## Problem to solve:
Below is some data. Retype exactly the lines starting at the one with "use quick_xml::escape::escape;" and ending at the one with "const NS_R: &str".

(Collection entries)
--*--

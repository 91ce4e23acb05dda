//! Minimal OOXML presentation writer.
//!
//! Every slide is a title text box plus a body text box with one paragraph
//! per line. The package carries a single master, a blank layout and a
//! theme, which is the smallest set PowerPoint and LibreOffice both open.

use std::io::{Cursor, Write};

use quick_xml::escape::escape;
use zip::ZipWriter;
use zip::write::SimpleFileOptions;

use lesson_core::quiz::QuizResult;
use lesson_core::summary::Summary;

use super::{
    DOCUMENT_SUBTITLE, DOCUMENT_TITLE, QUIZ_HEADING, SUMMARY_HEADING, quiz_lines, summary_lines,
};
use crate::error::ExportError;

/// Title and body lines of one slide.
pub type Slide = (String, Vec<String>);

// 16:9 in EMU.
const SLIDE_CX: u64 = 12_192_000;
const SLIDE_CY: u64 = 6_858_000;

const NS_A: &str = "http://schemas.openxmlformats.org/drawingml/2006/main";
const NS_R: &str = "http://schemas.openxmlformats.org/officeDocument/2006/relationships";
const NS_P: &str = "http://schemas.openxmlformats.org/presentationml/2006/main";
const REL: &str = "http://schemas.openxmlformats.org/officeDocument/2006/relationships";
const PKG_REL: &str = "http://schemas.openxmlformats.org/package/2006/relationships";
const XML_DECL: &str = r#"<?xml version="1.0" encoding="UTF-8" standalone="yes"?>"#;

fn lesson_slides(summary: &Summary, quiz: &QuizResult) -> Vec<Slide> {
    let mut quiz_body = Vec::new();
    for (idx, question) in quiz_lines(quiz).into_iter().enumerate() {
        if idx > 0 {
            quiz_body.push(String::new());
        }
        quiz_body.push(question.heading);
        quiz_body.extend(question.options.into_iter().map(|option| format!("  {option}")));
        quiz_body.push(question.answer);
    }

    vec![
        (DOCUMENT_TITLE.to_string(), vec![DOCUMENT_SUBTITLE.to_string()]),
        (SUMMARY_HEADING.to_string(), summary_lines(summary)),
        (QUIZ_HEADING.to_string(), quiz_body),
    ]
}

/// Render summary and quiz as a three-slide `.pptx`.
///
/// # Errors
///
/// Returns `ExportError` if the archive cannot be written.
pub fn render_pptx(summary: &Summary, quiz: &QuizResult) -> Result<Vec<u8>, ExportError> {
    render_slides(&lesson_slides(summary, quiz))
}

/// Write `slides` into a `.pptx` package.
///
/// # Errors
///
/// Returns `ExportError` if the archive cannot be written.
pub fn render_slides(slides: &[Slide]) -> Result<Vec<u8>, ExportError> {
    let mut zip = ZipWriter::new(Cursor::new(Vec::new()));
    let options = SimpleFileOptions::default();

    let mut put = |name: &str, body: &str| -> Result<(), ExportError> {
        zip.start_file(name, options)?;
        zip.write_all(body.as_bytes())?;
        Ok(())
    };

    put("[Content_Types].xml", &content_types(slides.len()))?;
    put("_rels/.rels", &root_rels())?;
    put("ppt/presentation.xml", &presentation(slides.len()))?;
    put("ppt/_rels/presentation.xml.rels", &presentation_rels(slides.len()))?;
    put("ppt/slideMasters/slideMaster1.xml", &slide_master())?;
    put(
        "ppt/slideMasters/_rels/slideMaster1.xml.rels",
        &rels(&[
            ("rId1", "slideLayout", "../slideLayouts/slideLayout1.xml"),
            ("rId2", "theme", "../theme/theme1.xml"),
        ]),
    )?;
    put("ppt/slideLayouts/slideLayout1.xml", &slide_layout())?;
    put(
        "ppt/slideLayouts/_rels/slideLayout1.xml.rels",
        &rels(&[("rId1", "slideMaster", "../slideMasters/slideMaster1.xml")]),
    )?;
    put("ppt/theme/theme1.xml", THEME)?;

    for (idx, (title, lines)) in slides.iter().enumerate() {
        let number = idx + 1;
        put(&format!("ppt/slides/slide{number}.xml"), &slide(title, lines))?;
        put(
            &format!("ppt/slides/_rels/slide{number}.xml.rels"),
            &rels(&[("rId1", "slideLayout", "../slideLayouts/slideLayout1.xml")]),
        )?;
    }

    Ok(zip.finish()?.into_inner())
}

// ─── Package parts ──────────────────────────────────────────────────────────

fn content_types(slide_count: usize) -> String {
    let mut xml = format!(
        r#"{XML_DECL}<Types xmlns="http://schemas.openxmlformats.org/package/2006/content-types"><Default Extension="rels" ContentType="application/vnd.openxmlformats-package.relationships+xml"/><Default Extension="xml" ContentType="application/xml"/><Override PartName="/ppt/presentation.xml" ContentType="application/vnd.openxmlformats-officedocument.presentationml.presentation.main+xml"/><Override PartName="/ppt/slideMasters/slideMaster1.xml" ContentType="application/vnd.openxmlformats-officedocument.presentationml.slideMaster+xml"/><Override PartName="/ppt/slideLayouts/slideLayout1.xml" ContentType="application/vnd.openxmlformats-officedocument.presentationml.slideLayout+xml"/><Override PartName="/ppt/theme/theme1.xml" ContentType="application/vnd.openxmlformats-officedocument.theme+xml"/>"#
    );
    for number in 1..=slide_count {
        xml.push_str(&format!(
            r#"<Override PartName="/ppt/slides/slide{number}.xml" ContentType="application/vnd.openxmlformats-officedocument.presentationml.slide+xml"/>"#
        ));
    }
    xml.push_str("</Types>");
    xml
}

fn root_rels() -> String {
    format!(
        r#"{XML_DECL}<Relationships xmlns="{PKG_REL}"><Relationship Id="rId1" Type="{REL}/officeDocument" Target="ppt/presentation.xml"/></Relationships>"#
    )
}

fn rels(entries: &[(&str, &str, &str)]) -> String {
    let mut xml = format!(r#"{XML_DECL}<Relationships xmlns="{PKG_REL}">"#);
    for (id, kind, target) in entries {
        xml.push_str(&format!(
            r#"<Relationship Id="{id}" Type="{REL}/{kind}" Target="{target}"/>"#
        ));
    }
    xml.push_str("</Relationships>");
    xml
}

// rId1 is the master, rId2 the theme, slides start at rId3.
fn presentation_rels(slide_count: usize) -> String {
    let mut entries = vec![
        ("rId1".to_string(), "slideMaster", "slideMasters/slideMaster1.xml".to_string()),
        ("rId2".to_string(), "theme", "theme/theme1.xml".to_string()),
    ];
    for number in 1..=slide_count {
        entries.push((format!("rId{}", number + 2), "slide", format!("slides/slide{number}.xml")));
    }
    let borrowed: Vec<(&str, &str, &str)> = entries
        .iter()
        .map(|(id, kind, target)| (id.as_str(), *kind, target.as_str()))
        .collect();
    rels(&borrowed)
}

fn presentation(slide_count: usize) -> String {
    let mut slide_ids = String::new();
    for number in 1..=slide_count {
        slide_ids.push_str(&format!(
            r#"<p:sldId id="{}" r:id="rId{}"/>"#,
            255 + number,
            number + 2
        ));
    }
    format!(
        r#"{XML_DECL}<p:presentation xmlns:a="{NS_A}" xmlns:r="{NS_R}" xmlns:p="{NS_P}"><p:sldMasterIdLst><p:sldMasterId id="2147483648" r:id="rId1"/></p:sldMasterIdLst><p:sldIdLst>{slide_ids}</p:sldIdLst><p:sldSz cx="{SLIDE_CX}" cy="{SLIDE_CY}"/><p:notesSz cx="6858000" cy="9144000"/></p:presentation>"#
    )
}

fn empty_tree() -> &'static str {
    r#"<p:spTree><p:nvGrpSpPr><p:cNvPr id="1" name=""/><p:cNvGrpSpPr/><p:nvPr/></p:nvGrpSpPr><p:grpSpPr/></p:spTree>"#
}

fn slide_master() -> String {
    format!(
        r#"{XML_DECL}<p:sldMaster xmlns:a="{NS_A}" xmlns:r="{NS_R}" xmlns:p="{NS_P}"><p:cSld>{tree}</p:cSld><p:clrMap bg1="lt1" tx1="dk1" bg2="lt2" tx2="dk2" accent1="accent1" accent2="accent2" accent3="accent3" accent4="accent4" accent5="accent5" accent6="accent6" hlink="hlink" folHlink="folHlink"/><p:sldLayoutIdLst><p:sldLayoutId id="2147483649" r:id="rId1"/></p:sldLayoutIdLst></p:sldMaster>"#,
        tree = empty_tree()
    )
}

fn slide_layout() -> String {
    format!(
        r#"{XML_DECL}<p:sldLayout xmlns:a="{NS_A}" xmlns:r="{NS_R}" xmlns:p="{NS_P}" type="blank" preserve="1"><p:cSld name="Blank">{tree}</p:cSld><p:clrMapOvr><a:masterClrMapping/></p:clrMapOvr></p:sldLayout>"#,
        tree = empty_tree()
    )
}

// ─── Slides ─────────────────────────────────────────────────────────────────

fn paragraph(text: &str, size: u32, bold: bool) -> String {
    if text.is_empty() {
        return "<a:p/>".to_string();
    }
    let bold = if bold { r#" b="1""# } else { "" };
    format!(
        r#"<a:p><a:r><a:rPr lang="en-US" sz="{size}"{bold}/><a:t xml:space="preserve">{}</a:t></a:r></a:p>"#,
        escape(text)
    )
}

fn text_box(id: u32, name: &str, y: u64, cy: u64, paragraphs: &str) -> String {
    format!(
        r#"<p:sp><p:nvSpPr><p:cNvPr id="{id}" name="{name}"/><p:cNvSpPr txBox="1"/><p:nvPr/></p:nvSpPr><p:spPr><a:xfrm><a:off x="457200" y="{y}"/><a:ext cx="11277600" cy="{cy}"/></a:xfrm><a:prstGeom prst="rect"><a:avLst/></a:prstGeom></p:spPr><p:txBody><a:bodyPr wrap="square"><a:normAutofit/></a:bodyPr><a:lstStyle/>{paragraphs}</p:txBody></p:sp>"#
    )
}

fn slide(title: &str, lines: &[String]) -> String {
    let body: String = lines.iter().map(|line| paragraph(line, 1400, false)).collect();
    let title_box = text_box(2, "Title", 274_320, 1_143_000, &paragraph(title, 3600, true));
    let body_box = text_box(3, "Body", 1_600_200, 4_983_480, &body);
    format!(
        r#"{XML_DECL}<p:sld xmlns:a="{NS_A}" xmlns:r="{NS_R}" xmlns:p="{NS_P}"><p:cSld><p:spTree><p:nvGrpSpPr><p:cNvPr id="1" name=""/><p:cNvGrpSpPr/><p:nvPr/></p:nvGrpSpPr><p:grpSpPr/>{title_box}{body_box}</p:spTree></p:cSld><p:clrMapOvr><a:masterClrMapping/></p:clrMapOvr></p:sld>"#
    )
}

const THEME: &str = r#"<?xml version="1.0" encoding="UTF-8" standalone="yes"?><a:theme xmlns:a="http://schemas.openxmlformats.org/drawingml/2006/main" name="Lesson"><a:themeElements><a:clrScheme name="Lesson"><a:dk1><a:srgbClr val="000000"/></a:dk1><a:lt1><a:srgbClr val="FFFFFF"/></a:lt1><a:dk2><a:srgbClr val="1F2937"/></a:dk2><a:lt2><a:srgbClr val="F3F4F6"/></a:lt2><a:accent1><a:srgbClr val="2563EB"/></a:accent1><a:accent2><a:srgbClr val="16A34A"/></a:accent2><a:accent3><a:srgbClr val="D97706"/></a:accent3><a:accent4><a:srgbClr val="DC2626"/></a:accent4><a:accent5><a:srgbClr val="7C3AED"/></a:accent5><a:accent6><a:srgbClr val="0891B2"/></a:accent6><a:hlink><a:srgbClr val="2563EB"/></a:hlink><a:folHlink><a:srgbClr val="7C3AED"/></a:folHlink></a:clrScheme><a:fontScheme name="Lesson"><a:majorFont><a:latin typeface="Calibri"/><a:ea typeface=""/><a:cs typeface=""/></a:majorFont><a:minorFont><a:latin typeface="Calibri"/><a:ea typeface=""/><a:cs typeface=""/></a:minorFont></a:fontScheme><a:fmtScheme name="Lesson"><a:fillStyleLst><a:solidFill><a:schemeClr val="phClr"/></a:solidFill><a:solidFill><a:schemeClr val="phClr"/></a:solidFill><a:solidFill><a:schemeClr val="phClr"/></a:solidFill></a:fillStyleLst><a:lnStyleLst><a:ln w="6350"><a:solidFill><a:schemeClr val="phClr"/></a:solidFill></a:ln><a:ln w="12700"><a:solidFill><a:schemeClr val="phClr"/></a:solidFill></a:ln><a:ln w="19050"><a:solidFill><a:schemeClr val="phClr"/></a:solidFill></a:ln></a:lnStyleLst><a:effectStyleLst><a:effectStyle><a:effectLst/></a:effectStyle><a:effectStyle><a:effectLst/></a:effectStyle><a:effectStyle><a:effectLst/></a:effectStyle></a:effectStyleLst><a:bgFillStyleLst><a:solidFill><a:schemeClr val="phClr"/></a:solidFill><a:solidFill><a:schemeClr val="phClr"/></a:solidFill><a:solidFill><a:schemeClr val="phClr"/></a:solidFill></a:bgFillStyleLst></a:fmtScheme></a:themeElements></a:theme>"#;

--*--

## Task result:
use quick_xml::escape::escape;
use zip::ZipWriter;
use zip::write::SimpleFileOptions;

use lesson_core::quiz::QuizResult;
use lesson_core::summary::Summary;

use super::{
    DOCUMENT_SUBTITLE, DOCUMENT_TITLE, QUIZ_HEADING, SUMMARY_HEADING, quiz_lines, summary_lines,
};
use crate::error::ExportError;

/// Title and body lines of one slide.
pub type Slide = (String, Vec<String>);

// 16:9 in EMU.
const SLIDE_CX: u64 = 12_192_000;
const SLIDE_CY: u64 = 6_858_000;

const NS_A: &str = "http://schemas.openxmlformats.org/drawingml/2006/main";
const NS_R: &str = "http://schemas.openxmlformats.org/officeDocument/2006/relationships";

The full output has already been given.